Start of TASK INPUT
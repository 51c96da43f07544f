use crate::api::error::{option_tag, value_tag, DeclarationError, DeclarationErrorKind, RunError};
use crate::api::filter::{BooleanStage, ListStage, NumberStage, Obligation, StringStage};
use crate::api::Filter;
use crate::model::{Kind, Raw, Value};

/// A user supplied check, receiving the raw input (`None` when the argument was not supplied).
pub type Callback<'a> = Box<dyn Fn(Option<&Raw>) -> Result<Value, String> + 'a>;

/// How a declared option/value resolves its raw input.
///
/// Any stage of the filter Dsl converts into a `Check`, except for the obligation root and the type stage:
/// ```compile_fail
/// # use vetted_builder as vetted;
/// use vetted::{is, Command};
///
/// Command::new("program").option("-b, --bar", "Bar.", is().mandatory()).unwrap();
/// ```
#[derive(Default)]
pub enum Check<'a> {
    /// Pass the raw input through unchanged (null when absent).
    #[default]
    Pass,
    /// Evaluate a [`Filter`].
    Filter(Filter),
    /// Evaluate a user [`Callback`].
    Custom(Callback<'a>),
}

impl<'a> Check<'a> {
    /// Create a custom check.
    ///
    /// ### Example
    /// ```
    /// # use vetted_builder as vetted;
    /// use vetted::{Check, Raw, Value};
    ///
    /// let check = Check::custom(|raw: Option<&Raw>| match raw {
    ///     Some(Raw::Text(text)) => Ok(Value::from(text.to_uppercase())),
    ///     Some(Raw::Flag(_)) => Err("expects a value.".to_string()),
    ///     None => Ok(Value::from("DEFAULT")),
    /// });
    /// ```
    pub fn custom(callback: impl Fn(Option<&Raw>) -> Result<Value, String> + 'a) -> Self {
        Check::Custom(Box::new(callback))
    }

    /// The filter, if this is a [`Check::Filter`].
    pub fn filter(&self) -> Option<&Filter> {
        match self {
            Check::Filter(filter) => Some(filter),
            _ => None,
        }
    }

    pub(crate) fn is_mandatory(&self) -> bool {
        self.filter().is_some_and(Filter::is_mandatory)
    }

    pub(crate) fn takes_value(&self) -> bool {
        self.filter().map_or(true, |f| f.kind() != Kind::Boolean)
    }

    pub(crate) fn resolve(
        &self,
        raw: Option<&Raw>,
        context: impl FnOnce() -> String,
    ) -> Result<Option<Value>, RunError> {
        match self {
            Check::Pass => Ok(raw.cloned().map(Value::from)),
            Check::Filter(filter) => filter.process(raw).map_err(|source| RunError::Filter {
                context: context(),
                source,
            }),
            Check::Custom(callback) => callback(raw).map(Some).map_err(|message| RunError::Custom {
                context: context(),
                message,
            }),
        }
    }
}

impl<'a> std::fmt::Debug for Check<'a> {
    fn fmt(&self, f: &mut std::fmt::Formatter<'_>) -> std::fmt::Result {
        match self {
            Check::Pass => write!(f, "Pass"),
            Check::Filter(filter) => write!(f, "{filter:?}"),
            Check::Custom(_) => write!(f, "Custom(..)"),
        }
    }
}

impl<'a> From<Filter> for Check<'a> {
    fn from(value: Filter) -> Self {
        Check::Filter(value)
    }
}

macro_rules! check_from_stage {
    ($($stage:ident),*) => {
        $(
            impl<'a, O: Obligation> From<$stage<O>> for Check<'a> {
                fn from(value: $stage<O>) -> Self {
                    Check::Filter(Filter::from(value))
                }
            }
        )*
    };
}

check_from_stage!(BooleanStage, NumberStage, StringStage, ListStage);

/// A declared option: `-x, --name` or `--name`.
#[derive(Debug)]
pub(crate) struct CliOption<'a> {
    slug: String,
    name: String,
    short: Option<char>,
    description: String,
    check: Check<'a>,
}

impl<'a> CliOption<'a> {
    pub(crate) fn new(
        slug: &str,
        description: &str,
        check: Check<'a>,
    ) -> Result<Self, DeclarationError> {
        if slug.is_empty() {
            return Err(DeclarationErrorKind::EmptyName.into());
        }

        let tag = option_tag(slug);

        if description.is_empty() {
            return Err(DeclarationError::new(DeclarationErrorKind::EmptyDescription).within(&tag));
        }

        let (short, name) = parse_slug(slug)
            .ok_or_else(|| DeclarationError::new(DeclarationErrorKind::MalformedSlug).within(&tag))?;

        Ok(Self {
            slug: slug.to_string(),
            name,
            short,
            description: description.to_string(),
            check,
        })
    }

    pub(crate) fn slug(&self) -> &str {
        &self.slug
    }

    pub(crate) fn name(&self) -> &str {
        &self.name
    }

    pub(crate) fn short(&self) -> Option<char> {
        self.short
    }

    pub(crate) fn description(&self) -> &str {
        &self.description
    }

    pub(crate) fn check(&self) -> &Check<'a> {
        &self.check
    }

    pub(crate) fn matches(&self, key: &str) -> bool {
        let mut chars = key.chars();

        match (chars.next(), chars.next()) {
            (Some(letter), None) => self.short == Some(letter),
            _ => self.name == key,
        }
    }
}

/// A declared positional value.
#[derive(Debug)]
pub(crate) struct CliValue<'a> {
    name: String,
    description: String,
    check: Check<'a>,
}

impl<'a> CliValue<'a> {
    pub(crate) fn new(
        name: &str,
        description: &str,
        check: Check<'a>,
    ) -> Result<Self, DeclarationError> {
        if name.is_empty() {
            return Err(DeclarationErrorKind::EmptyName.into());
        }

        let tag = value_tag(name);

        if description.is_empty() {
            return Err(DeclarationError::new(DeclarationErrorKind::EmptyDescription).within(&tag));
        }

        if !is_camel_case(name) {
            return Err(DeclarationError::new(DeclarationErrorKind::MalformedName).within(&tag));
        }

        Ok(Self {
            name: name.to_string(),
            description: description.to_string(),
            check,
        })
    }

    pub(crate) fn name(&self) -> &str {
        &self.name
    }

    pub(crate) fn description(&self) -> &str {
        &self.description
    }

    pub(crate) fn check(&self) -> &Check<'a> {
        &self.check
    }
}

/// Split `-x, --name` or `--name` into its short letter and long name.
pub(crate) fn parse_slug(slug: &str) -> Option<(Option<char>, String)> {
    let (short, long) = match slug.split_once(", ") {
        Some((short, long)) => {
            let mut chars = short.strip_prefix('-')?.chars();

            match (chars.next(), chars.next()) {
                (Some(letter), None) if letter.is_ascii_alphabetic() => (Some(letter), long),
                _ => return None,
            }
        }
        None => (None, slug),
    };
    let long = long.strip_prefix("--")?;

    if is_long_name(long) {
        Some((short, long.to_string()))
    } else {
        None
    }
}

// Kebab-case: ascii alphanumeric words joined by single hyphens, starting with a letter.
// A single character is reserved for short letters.
fn is_long_name(name: &str) -> bool {
    name.len() > 1
        && name.chars().next().is_some_and(|c| c.is_ascii_alphabetic())
        && name
            .split('-')
            .all(|word| !word.is_empty() && word.chars().all(|c| c.is_ascii_alphanumeric()))
}

fn is_camel_case(name: &str) -> bool {
    name.chars().next().is_some_and(|c| c.is_ascii_lowercase())
        && name.chars().all(|c| c.is_ascii_alphanumeric())
}
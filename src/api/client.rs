// AlMumin - Quran Reader Core
// Copyright (C) 2025 AlMumin contributors
//
// This program is free software: you can redistribute it and/or modify
// it under the terms of the GNU General Public License as published by
// the Free Software Foundation, either version 3 of the License, or
// (at your option) any later version.
//
// This program is distributed in the hope that it will be useful,
// but WITHOUT ANY WARRANTY; without even the implied warranty of
// MERCHANTABILITY or FITNESS FOR A PARTICULAR PURPOSE. See the
// GNU General Public License for more details.
//
// You should have received a copy of the GNU General Public License
// along with this program. If not, see <https://www.gnu.org/licenses/>.


//! HTTP client for the alquran.cloud API
//!
//! Thin wrapper over `reqwest::Client`:
//! - Fixed base URL (overridable for mirrors and tests)
//! - One GET per call; no retries, no caching, no rate limiting
//! - Every response is a JSON envelope `{ code, status, data }` and only
//!   `data` is handed back
//!
//! Failures are logged with `tracing` and returned to the caller unchanged,
//! so a view can show its own error state.

use crate::api::models::Envelope;
use crate::error::{ReaderError, Result};
use reqwest::header::{HeaderMap, HeaderValue, ACCEPT, USER_AGENT};
use reqwest::{Client, Response};
use serde::de::DeserializeOwned;
use std::time::Duration;
use tracing::{debug, error};

/// Public API root
pub const DEFAULT_BASE_URL: &str = "https://api.alquran.cloud/v1";

/// Default request timeout in seconds
pub const DEFAULT_TIMEOUT_SECS: u64 = 30;

/// Maximum number of body characters kept on a parse error
const BODY_SNIPPET_CHARS: usize = 800;

/// Configuration for QuranClient
#[derive(Debug, Clone)]
pub struct ClientConfig {
    pub base_url: String,
    pub timeout: Duration,
    pub user_agent: String,
}

impl Default for ClientConfig {
    fn default() -> Self {
        Self {
            base_url: DEFAULT_BASE_URL.to_string(),
            timeout: Duration::from_secs(DEFAULT_TIMEOUT_SECS),
            user_agent: format!("almumin/{}", env!("CARGO_PKG_VERSION")),
        }
    }
}

impl ClientConfig {
    pub fn builder() -> ClientConfigBuilder {
        ClientConfigBuilder::new()
    }
}

/// Builder for ClientConfig
#[derive(Debug, Default)]
pub struct ClientConfigBuilder {
    config: ClientConfig,
}

impl ClientConfigBuilder {
    pub fn new() -> Self {
        Self::default()
    }

    pub fn base_url<S: Into<String>>(mut self, base_url: S) -> Self {
        self.config.base_url = base_url.into();
        self
    }

    pub fn timeout(mut self, timeout: Duration) -> Self {
        self.config.timeout = timeout;
        self
    }

    pub fn user_agent<S: Into<String>>(mut self, user_agent: S) -> Self {
        self.config.user_agent = user_agent.into();
        self
    }

    pub fn build(self) -> ClientConfig {
        self.config
    }
}

/// Read-only client for chapter text, translations, audio and search
///
/// # Example
/// ```rust,no_run
/// use almumin_core::api::QuranClient;
///
/// # async fn example() -> almumin_core::error::Result<()> {
/// let client = QuranClient::new()?;
/// let chapters = client.get_surahs().await?;
/// println!("{} chapters", chapters.len());
/// # Ok(())
/// # }
/// ```
#[derive(Debug, Clone)]
pub struct QuranClient {
    client: Client,
    base_url: String,
}

impl QuranClient {
    /// Create a client against the public API
    pub fn new() -> Result<Self> {
        Self::with_config(ClientConfig::default())
    }

    /// Create a client with custom configuration
    ///
    /// # Errors
    /// Returns error if the base URL is not an absolute http(s) URL or the
    /// HTTP client cannot be built
    pub fn with_config(config: ClientConfig) -> Result<Self> {
        let parsed = url::Url::parse(&config.base_url)
            .map_err(|e| ReaderError::invalid_input(format!("Invalid base URL '{}': {}", config.base_url, e)))?;
        if !matches!(parsed.scheme(), "http" | "https") {
            return Err(ReaderError::invalid_input(format!(
                "Unsupported URL scheme: {}",
                parsed.scheme()
            )));
        }

        let mut headers = HeaderMap::new();
        headers.insert(
            USER_AGENT,
            HeaderValue::from_str(&config.user_agent)
                .map_err(|e| ReaderError::invalid_input(format!("Invalid user agent: {}", e)))?,
        );
        headers.insert(ACCEPT, HeaderValue::from_static("application/json"));

        let client = Client::builder()
            .timeout(config.timeout)
            .default_headers(headers)
            .build()?;

        Ok(Self {
            client,
            base_url: config.base_url.trim_end_matches('/').to_string(),
        })
    }

    /// Get the API base URL
    pub fn base_url(&self) -> &str {
        &self.base_url
    }

    /// Absolute URL for an endpoint path
    pub(crate) fn endpoint_url(&self, endpoint: &str) -> String {
        format!("{}{}", self.base_url, endpoint)
    }

    /// Perform a GET request and unwrap the envelope payload
    ///
    /// # Errors
    /// - `NetworkError` if the request could not be sent or the body not read
    /// - `ApiRequestFailed` on a non-2xx status or an error envelope
    /// - `InvalidApiResponse` if the body is not a payload envelope of type `T`
    pub async fn get<T>(&self, endpoint: &str) -> Result<T>
    where
        T: DeserializeOwned,
    {
        let url = self.endpoint_url(endpoint);
        debug!(%url, "GET");

        let response = match self.client.get(&url).send().await {
            Ok(response) => response,
            Err(e) => {
                error!(endpoint, error = %e, "request failed");
                return Err(ReaderError::network_error(
                    format!("Network request failed: {}", e),
                    e.is_timeout() || e.is_connect(),
                ));
            }
        };

        let result = self.handle_response(endpoint, response).await;
        if let Err(ref e) = result {
            error!(endpoint, error = %e, "API call failed");
        }
        result
    }

    async fn handle_response<T>(&self, endpoint: &str, response: Response) -> Result<T>
    where
        T: DeserializeOwned,
    {
        let status = response.status();
        let body = response.text().await.map_err(|e| {
            ReaderError::network_error(format!("Failed to read response body: {}", e), true)
        })?;

        if !status.is_success() {
            // Error envelopes carry a readable message in `data`
            let message = serde_json::from_str::<Envelope>(&body)
                .ok()
                .and_then(|env| env.data)
                .and_then(|d| d.as_str().map(str::to_string))
                .unwrap_or_else(|| status.canonical_reason().unwrap_or("error").to_string());
            return Err(ReaderError::api_failed(
                message,
                Some(status.as_u16()),
                Some(endpoint.to_string()),
            ));
        }

        parse_envelope(endpoint, &body)
    }
}

/// Decode an envelope body into its payload
pub(crate) fn parse_envelope<T>(endpoint: &str, body: &str) -> Result<T>
where
    T: DeserializeOwned,
{
    let envelope: Envelope = serde_json::from_str(body).map_err(|e| ReaderError::InvalidApiResponse {
        message: format!("Response is not a JSON envelope: {}", e),
        response_body: Some(snippet(body)),
    })?;

    if envelope.code >= 400 {
        let message = envelope
            .data
            .as_ref()
            .and_then(|d| d.as_str())
            .unwrap_or(&envelope.status)
            .to_string();
        return Err(ReaderError::api_failed(
            message,
            Some(envelope.code),
            Some(endpoint.to_string()),
        ));
    }

    let data = envelope.data.ok_or_else(|| ReaderError::InvalidApiResponse {
        message: "Envelope has no data field".to_string(),
        response_body: Some(snippet(body)),
    })?;

    serde_json::from_value(data).map_err(|e| ReaderError::InvalidApiResponse {
        message: format!("Unexpected payload shape: {}", e),
        response_body: Some(snippet(body)),
    })
}

fn snippet(body: &str) -> String {
    body.chars().take(BODY_SNIPPET_CHARS).collect()
}

// ===== TESTS =====

#[cfg(test)]
mod tests {
    use super::*;
    use crate::api::models::Chapter;

    #[test]
    fn test_client_config_builder() {
        let config = ClientConfig::builder()
            .base_url("http://localhost:8080/v1/")
            .timeout(Duration::from_secs(5))
            .user_agent("TestAgent/1.0")
            .build();

        assert_eq!(config.base_url, "http://localhost:8080/v1/");
        assert_eq!(config.timeout, Duration::from_secs(5));
        assert_eq!(config.user_agent, "TestAgent/1.0");
    }

    #[test]
    fn test_base_url_trailing_slash_is_trimmed() {
        let client = QuranClient::with_config(
            ClientConfig::builder().base_url("http://localhost:8080/v1/").build(),
        )
        .unwrap();
        assert_eq!(client.base_url(), "http://localhost:8080/v1");
        assert_eq!(client.endpoint_url("/surah"), "http://localhost:8080/v1/surah");
    }

    #[test]
    fn test_rejects_bad_base_url() {
        let result = QuranClient::with_config(ClientConfig::builder().base_url("not a url").build());
        assert!(matches!(result, Err(ReaderError::InvalidInput(_))));

        let result = QuranClient::with_config(ClientConfig::builder().base_url("ftp://x/v1").build());
        assert!(matches!(result, Err(ReaderError::InvalidInput(_))));
    }

    #[test]
    fn test_parse_envelope_payload() {
        let body = r#"{"code":200,"status":"OK","data":[{"number":114,"name":"سُورَةُ النَّاسِ",
            "englishName":"An-Naas","englishNameTranslation":"Mankind","numberOfAyahs":6,
            "revelationType":"Meccan"}]}"#;
        let chapters: Vec<Chapter> = parse_envelope("/surah", body).unwrap();
        assert_eq!(chapters.len(), 1);
        assert_eq!(chapters[0].english_name, "An-Naas");
    }

    #[test]
    fn test_parse_envelope_error_code() {
        let body = r#"{"code":404,"status":"NOT FOUND","data":"Surah number should be between 1 and 114."}"#;
        let err = parse_envelope::<Vec<Chapter>>("/surah/999", body).unwrap_err();
        match err {
            ReaderError::ApiRequestFailed { message, status_code, endpoint } => {
                assert_eq!(status_code, Some(404));
                assert!(message.contains("between 1 and 114"));
                assert_eq!(endpoint.as_deref(), Some("/surah/999"));
            }
            other => panic!("unexpected error: {other:?}"),
        }
    }

    #[test]
    fn test_parse_envelope_malformed() {
        let err = parse_envelope::<Vec<Chapter>>("/surah", "<html>gateway</html>").unwrap_err();
        assert!(err.is_parse_error());

        let err = parse_envelope::<Vec<Chapter>>("/surah", r#"{"code":200,"status":"OK"}"#).unwrap_err();
        assert!(err.is_parse_error());

        let err = parse_envelope::<Vec<Chapter>>("/surah", r#"{"code":200,"status":"OK","data":{"x":1}}"#)
            .unwrap_err();
        assert!(err.is_parse_error());
    }

    #[tokio::test]
    async fn test_unreachable_host_is_network_error() {
        // Port 9 (discard) on localhost is expected to refuse connections
        let client = QuranClient::with_config(
            ClientConfig::builder()
                .base_url("http://127.0.0.1:9/v1")
                .timeout(Duration::from_secs(2))
                .build(),
        )
        .unwrap();

        let err = client.get::<Vec<Chapter>>("/surah").await.unwrap_err();
        assert!(err.is_network_error());
    }
}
End of TASK INPUT
ASSIGNMENT ▸ Report all lines above with "CliOption".

RESPONSE ▸
pub(crate) struct CliOption<'a> {
impl<'a> CliOption<'a> {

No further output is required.